**Records from a collection:**
=== Begin Enclosure ===
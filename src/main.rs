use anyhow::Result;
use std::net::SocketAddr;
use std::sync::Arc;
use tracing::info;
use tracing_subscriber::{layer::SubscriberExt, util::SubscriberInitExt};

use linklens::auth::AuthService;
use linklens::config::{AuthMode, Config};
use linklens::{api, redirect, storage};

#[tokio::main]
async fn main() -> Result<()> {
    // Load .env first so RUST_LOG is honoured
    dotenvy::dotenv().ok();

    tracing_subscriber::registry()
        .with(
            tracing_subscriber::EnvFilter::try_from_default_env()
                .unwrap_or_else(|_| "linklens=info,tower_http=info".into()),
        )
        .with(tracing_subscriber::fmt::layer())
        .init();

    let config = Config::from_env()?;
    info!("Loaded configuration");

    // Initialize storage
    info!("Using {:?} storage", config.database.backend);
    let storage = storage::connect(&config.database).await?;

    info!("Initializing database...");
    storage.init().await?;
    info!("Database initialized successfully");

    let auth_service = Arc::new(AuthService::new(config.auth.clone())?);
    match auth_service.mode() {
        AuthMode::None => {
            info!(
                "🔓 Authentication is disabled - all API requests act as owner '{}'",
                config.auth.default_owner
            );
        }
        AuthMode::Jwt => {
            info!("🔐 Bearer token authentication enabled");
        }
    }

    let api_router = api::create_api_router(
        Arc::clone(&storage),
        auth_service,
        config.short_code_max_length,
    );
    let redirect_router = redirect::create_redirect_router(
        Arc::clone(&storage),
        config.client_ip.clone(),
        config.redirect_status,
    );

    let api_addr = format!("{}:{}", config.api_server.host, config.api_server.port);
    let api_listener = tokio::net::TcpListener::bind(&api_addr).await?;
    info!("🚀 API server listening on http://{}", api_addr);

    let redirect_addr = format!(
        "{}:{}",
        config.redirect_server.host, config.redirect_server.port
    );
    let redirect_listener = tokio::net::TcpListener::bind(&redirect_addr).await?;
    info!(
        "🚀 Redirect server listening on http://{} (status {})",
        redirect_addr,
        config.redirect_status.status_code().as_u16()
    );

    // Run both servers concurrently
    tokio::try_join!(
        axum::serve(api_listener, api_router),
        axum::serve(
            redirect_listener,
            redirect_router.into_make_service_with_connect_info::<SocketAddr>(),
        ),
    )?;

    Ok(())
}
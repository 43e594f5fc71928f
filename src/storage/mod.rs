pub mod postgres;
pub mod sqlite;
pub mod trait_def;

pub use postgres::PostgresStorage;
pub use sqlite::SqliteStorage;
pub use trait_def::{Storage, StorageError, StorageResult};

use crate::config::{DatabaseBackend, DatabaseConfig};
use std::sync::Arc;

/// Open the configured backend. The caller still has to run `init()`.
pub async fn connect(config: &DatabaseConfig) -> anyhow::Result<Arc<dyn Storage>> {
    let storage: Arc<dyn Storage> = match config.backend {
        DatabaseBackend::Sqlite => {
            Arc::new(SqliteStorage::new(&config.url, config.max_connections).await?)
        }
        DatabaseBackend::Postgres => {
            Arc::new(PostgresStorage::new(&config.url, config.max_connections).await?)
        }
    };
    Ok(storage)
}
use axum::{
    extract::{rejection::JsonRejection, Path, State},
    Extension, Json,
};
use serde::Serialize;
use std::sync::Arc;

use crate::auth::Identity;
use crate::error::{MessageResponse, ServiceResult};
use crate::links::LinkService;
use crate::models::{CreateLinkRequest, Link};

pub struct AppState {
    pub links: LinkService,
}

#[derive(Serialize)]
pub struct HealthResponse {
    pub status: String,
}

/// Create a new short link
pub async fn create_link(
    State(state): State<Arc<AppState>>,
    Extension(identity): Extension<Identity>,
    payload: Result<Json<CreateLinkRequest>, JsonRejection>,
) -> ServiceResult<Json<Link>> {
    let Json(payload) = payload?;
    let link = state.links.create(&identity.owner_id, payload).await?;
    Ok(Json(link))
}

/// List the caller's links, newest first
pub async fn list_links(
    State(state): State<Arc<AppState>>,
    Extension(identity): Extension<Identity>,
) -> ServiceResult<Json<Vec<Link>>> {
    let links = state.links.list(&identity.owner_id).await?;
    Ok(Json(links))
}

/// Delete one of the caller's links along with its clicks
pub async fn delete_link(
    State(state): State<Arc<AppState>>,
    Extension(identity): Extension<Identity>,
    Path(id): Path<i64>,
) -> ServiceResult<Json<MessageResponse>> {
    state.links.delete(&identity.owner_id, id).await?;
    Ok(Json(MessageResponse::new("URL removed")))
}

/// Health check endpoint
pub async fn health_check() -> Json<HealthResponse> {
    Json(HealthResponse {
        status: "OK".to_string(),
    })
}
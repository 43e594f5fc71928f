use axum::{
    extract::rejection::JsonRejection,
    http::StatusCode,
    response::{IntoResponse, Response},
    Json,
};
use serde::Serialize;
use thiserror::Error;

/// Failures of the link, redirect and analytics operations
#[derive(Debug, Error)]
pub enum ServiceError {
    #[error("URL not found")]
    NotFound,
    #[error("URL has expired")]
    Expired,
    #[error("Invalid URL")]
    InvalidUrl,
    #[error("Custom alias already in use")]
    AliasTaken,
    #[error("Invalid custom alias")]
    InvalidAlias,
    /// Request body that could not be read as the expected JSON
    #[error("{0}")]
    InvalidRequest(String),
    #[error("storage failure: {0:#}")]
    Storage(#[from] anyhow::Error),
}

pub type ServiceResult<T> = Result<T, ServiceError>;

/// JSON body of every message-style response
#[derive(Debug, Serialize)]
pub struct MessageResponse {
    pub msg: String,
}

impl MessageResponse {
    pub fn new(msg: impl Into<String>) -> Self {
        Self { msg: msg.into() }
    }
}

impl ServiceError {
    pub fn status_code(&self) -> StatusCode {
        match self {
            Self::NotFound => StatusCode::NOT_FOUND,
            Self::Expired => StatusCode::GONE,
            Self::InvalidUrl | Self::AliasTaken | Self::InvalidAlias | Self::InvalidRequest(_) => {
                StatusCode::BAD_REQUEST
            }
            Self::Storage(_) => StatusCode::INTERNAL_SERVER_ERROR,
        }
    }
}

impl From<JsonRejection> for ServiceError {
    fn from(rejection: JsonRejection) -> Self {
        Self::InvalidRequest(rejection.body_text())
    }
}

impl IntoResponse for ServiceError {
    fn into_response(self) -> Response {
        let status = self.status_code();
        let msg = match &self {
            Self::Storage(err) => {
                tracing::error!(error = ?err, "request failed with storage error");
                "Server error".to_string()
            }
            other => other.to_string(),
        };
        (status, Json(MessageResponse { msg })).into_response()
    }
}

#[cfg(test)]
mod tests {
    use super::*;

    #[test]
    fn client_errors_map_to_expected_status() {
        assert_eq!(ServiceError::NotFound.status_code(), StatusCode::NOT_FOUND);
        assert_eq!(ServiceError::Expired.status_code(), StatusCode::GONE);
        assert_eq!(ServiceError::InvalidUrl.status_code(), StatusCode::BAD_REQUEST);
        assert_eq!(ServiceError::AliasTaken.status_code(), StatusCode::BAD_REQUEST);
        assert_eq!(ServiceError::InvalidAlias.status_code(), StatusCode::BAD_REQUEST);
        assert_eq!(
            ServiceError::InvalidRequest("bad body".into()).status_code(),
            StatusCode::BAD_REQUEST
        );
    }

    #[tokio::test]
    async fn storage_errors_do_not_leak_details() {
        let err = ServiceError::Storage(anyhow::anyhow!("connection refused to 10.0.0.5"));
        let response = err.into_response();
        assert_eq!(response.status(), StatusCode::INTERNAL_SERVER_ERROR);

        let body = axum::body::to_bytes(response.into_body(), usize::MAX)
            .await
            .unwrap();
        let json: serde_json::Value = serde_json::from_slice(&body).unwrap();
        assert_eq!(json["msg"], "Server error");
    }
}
=== End Enclosure ===
=== Begin Enclosure ===
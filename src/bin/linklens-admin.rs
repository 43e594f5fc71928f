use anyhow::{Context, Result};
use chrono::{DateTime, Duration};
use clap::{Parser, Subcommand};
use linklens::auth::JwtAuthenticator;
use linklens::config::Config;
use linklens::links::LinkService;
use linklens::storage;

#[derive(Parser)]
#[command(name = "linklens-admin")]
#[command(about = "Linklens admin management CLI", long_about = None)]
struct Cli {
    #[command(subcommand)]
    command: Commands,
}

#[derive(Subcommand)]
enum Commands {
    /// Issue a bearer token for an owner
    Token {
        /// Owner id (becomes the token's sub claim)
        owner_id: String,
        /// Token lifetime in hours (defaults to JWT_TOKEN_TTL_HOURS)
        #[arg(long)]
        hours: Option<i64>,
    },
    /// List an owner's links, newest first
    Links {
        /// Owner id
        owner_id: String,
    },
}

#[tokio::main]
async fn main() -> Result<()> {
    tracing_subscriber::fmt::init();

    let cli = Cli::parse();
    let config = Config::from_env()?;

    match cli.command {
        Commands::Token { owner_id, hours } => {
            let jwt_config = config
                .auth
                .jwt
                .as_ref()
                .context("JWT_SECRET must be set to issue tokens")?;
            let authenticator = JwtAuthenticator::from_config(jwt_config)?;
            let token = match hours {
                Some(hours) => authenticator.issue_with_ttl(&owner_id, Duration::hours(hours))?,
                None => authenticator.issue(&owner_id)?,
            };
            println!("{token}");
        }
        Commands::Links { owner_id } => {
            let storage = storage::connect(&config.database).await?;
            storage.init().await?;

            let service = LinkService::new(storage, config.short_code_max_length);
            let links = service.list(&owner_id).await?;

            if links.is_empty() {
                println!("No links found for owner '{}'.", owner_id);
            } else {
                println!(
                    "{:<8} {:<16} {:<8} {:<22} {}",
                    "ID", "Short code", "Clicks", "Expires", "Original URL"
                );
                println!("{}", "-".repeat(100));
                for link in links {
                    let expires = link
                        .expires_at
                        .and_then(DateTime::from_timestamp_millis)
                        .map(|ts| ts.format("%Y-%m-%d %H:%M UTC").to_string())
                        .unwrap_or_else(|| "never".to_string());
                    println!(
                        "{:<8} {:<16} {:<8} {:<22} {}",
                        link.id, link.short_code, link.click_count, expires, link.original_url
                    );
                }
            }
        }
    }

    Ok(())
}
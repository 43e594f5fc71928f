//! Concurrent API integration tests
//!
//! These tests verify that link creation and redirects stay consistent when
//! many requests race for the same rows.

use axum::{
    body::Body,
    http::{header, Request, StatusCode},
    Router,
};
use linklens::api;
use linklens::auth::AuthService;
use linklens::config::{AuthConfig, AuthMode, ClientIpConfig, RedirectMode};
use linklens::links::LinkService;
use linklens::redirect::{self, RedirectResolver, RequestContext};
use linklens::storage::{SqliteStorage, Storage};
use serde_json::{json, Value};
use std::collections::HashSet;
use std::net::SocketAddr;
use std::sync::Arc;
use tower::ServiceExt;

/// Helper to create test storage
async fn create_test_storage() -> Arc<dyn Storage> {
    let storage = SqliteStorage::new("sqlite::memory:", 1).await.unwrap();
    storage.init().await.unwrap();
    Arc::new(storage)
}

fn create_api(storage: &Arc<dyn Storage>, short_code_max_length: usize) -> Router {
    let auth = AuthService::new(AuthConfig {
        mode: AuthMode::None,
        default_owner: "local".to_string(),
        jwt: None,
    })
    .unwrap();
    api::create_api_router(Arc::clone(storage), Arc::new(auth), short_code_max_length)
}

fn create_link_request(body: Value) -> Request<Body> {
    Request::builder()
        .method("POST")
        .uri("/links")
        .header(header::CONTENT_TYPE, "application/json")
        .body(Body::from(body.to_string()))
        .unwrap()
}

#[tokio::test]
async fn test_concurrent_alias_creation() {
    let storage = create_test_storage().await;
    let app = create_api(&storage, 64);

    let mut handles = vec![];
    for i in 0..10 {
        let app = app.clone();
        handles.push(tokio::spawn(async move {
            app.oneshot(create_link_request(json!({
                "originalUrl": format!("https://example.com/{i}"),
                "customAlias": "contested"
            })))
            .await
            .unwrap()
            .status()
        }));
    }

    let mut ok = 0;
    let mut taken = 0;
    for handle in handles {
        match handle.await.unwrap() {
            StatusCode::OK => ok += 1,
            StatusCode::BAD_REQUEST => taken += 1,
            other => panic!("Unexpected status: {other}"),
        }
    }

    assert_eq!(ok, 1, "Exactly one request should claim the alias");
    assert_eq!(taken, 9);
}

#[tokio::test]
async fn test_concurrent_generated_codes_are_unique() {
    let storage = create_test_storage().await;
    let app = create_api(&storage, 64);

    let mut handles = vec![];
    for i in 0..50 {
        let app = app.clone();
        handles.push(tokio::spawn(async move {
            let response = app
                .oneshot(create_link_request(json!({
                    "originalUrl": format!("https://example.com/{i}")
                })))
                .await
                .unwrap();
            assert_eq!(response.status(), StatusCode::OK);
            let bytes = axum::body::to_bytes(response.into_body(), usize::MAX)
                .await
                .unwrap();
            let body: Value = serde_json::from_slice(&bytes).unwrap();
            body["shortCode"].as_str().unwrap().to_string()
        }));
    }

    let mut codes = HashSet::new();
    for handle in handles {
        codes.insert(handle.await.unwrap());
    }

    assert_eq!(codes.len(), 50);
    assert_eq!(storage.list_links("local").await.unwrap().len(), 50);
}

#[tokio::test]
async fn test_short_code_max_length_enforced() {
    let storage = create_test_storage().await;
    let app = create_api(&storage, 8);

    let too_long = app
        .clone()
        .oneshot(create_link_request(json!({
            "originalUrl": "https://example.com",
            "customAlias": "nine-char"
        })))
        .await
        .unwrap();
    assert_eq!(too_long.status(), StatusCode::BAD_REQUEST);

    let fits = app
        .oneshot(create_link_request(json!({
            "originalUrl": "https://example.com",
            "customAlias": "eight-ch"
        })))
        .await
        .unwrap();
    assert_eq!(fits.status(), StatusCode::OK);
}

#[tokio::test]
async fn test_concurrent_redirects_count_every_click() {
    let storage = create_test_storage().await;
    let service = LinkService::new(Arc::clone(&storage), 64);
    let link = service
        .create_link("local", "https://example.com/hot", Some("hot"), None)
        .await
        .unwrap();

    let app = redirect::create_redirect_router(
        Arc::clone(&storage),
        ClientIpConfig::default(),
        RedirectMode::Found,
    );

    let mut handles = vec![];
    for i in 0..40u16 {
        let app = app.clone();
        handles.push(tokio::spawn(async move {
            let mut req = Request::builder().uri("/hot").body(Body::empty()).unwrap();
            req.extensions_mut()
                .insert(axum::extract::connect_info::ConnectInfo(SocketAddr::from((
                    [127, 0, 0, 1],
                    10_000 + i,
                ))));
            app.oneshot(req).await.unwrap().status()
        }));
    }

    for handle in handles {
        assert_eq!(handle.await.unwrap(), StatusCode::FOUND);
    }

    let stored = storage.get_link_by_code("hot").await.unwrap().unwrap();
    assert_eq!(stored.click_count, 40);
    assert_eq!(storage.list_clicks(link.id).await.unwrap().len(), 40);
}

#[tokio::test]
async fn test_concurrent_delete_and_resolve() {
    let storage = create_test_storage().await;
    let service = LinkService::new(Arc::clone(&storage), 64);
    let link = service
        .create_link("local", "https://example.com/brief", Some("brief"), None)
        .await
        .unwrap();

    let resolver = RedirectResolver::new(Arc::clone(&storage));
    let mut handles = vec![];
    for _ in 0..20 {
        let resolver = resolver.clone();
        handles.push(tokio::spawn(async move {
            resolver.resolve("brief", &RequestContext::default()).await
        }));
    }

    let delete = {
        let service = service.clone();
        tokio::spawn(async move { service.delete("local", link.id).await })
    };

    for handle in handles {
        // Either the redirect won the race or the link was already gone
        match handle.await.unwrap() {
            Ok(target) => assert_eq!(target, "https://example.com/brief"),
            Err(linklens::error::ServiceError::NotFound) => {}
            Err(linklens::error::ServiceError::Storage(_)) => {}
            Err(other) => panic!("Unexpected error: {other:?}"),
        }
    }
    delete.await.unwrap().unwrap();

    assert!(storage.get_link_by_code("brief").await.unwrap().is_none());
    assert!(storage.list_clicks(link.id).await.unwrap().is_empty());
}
=== End Enclosure ===
=== Begin Enclosure ===
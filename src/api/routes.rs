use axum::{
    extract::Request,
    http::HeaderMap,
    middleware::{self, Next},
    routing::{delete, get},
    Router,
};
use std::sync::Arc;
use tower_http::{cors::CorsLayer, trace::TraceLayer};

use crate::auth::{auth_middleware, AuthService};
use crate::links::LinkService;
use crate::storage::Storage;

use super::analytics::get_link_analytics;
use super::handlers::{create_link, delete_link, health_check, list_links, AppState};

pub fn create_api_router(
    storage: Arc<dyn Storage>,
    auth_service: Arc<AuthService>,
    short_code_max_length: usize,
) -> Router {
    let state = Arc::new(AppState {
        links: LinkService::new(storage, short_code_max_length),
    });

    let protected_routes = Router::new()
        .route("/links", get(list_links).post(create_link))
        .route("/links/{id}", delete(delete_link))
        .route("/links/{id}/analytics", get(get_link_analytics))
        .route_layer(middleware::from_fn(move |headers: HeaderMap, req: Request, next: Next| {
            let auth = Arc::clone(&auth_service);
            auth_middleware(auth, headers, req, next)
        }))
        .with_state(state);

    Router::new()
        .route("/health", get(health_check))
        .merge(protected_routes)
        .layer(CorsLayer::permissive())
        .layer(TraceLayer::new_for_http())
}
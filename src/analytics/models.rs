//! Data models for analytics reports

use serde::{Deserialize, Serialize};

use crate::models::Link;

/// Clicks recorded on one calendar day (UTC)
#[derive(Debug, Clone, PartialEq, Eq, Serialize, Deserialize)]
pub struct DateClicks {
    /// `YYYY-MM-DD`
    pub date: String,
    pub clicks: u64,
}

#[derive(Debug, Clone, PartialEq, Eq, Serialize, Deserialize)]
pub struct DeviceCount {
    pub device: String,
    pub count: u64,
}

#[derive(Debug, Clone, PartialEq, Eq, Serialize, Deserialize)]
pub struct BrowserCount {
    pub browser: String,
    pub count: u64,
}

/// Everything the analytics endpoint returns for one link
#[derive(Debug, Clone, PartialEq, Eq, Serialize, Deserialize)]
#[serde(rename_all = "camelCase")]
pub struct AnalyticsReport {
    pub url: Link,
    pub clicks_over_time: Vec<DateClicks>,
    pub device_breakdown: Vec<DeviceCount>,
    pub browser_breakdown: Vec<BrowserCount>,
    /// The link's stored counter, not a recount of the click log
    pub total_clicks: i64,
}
=== End Enclosure ===
**Problem details:** Say the number of data lines holding "HeaderMap", without any other words.

**Answer below:** 2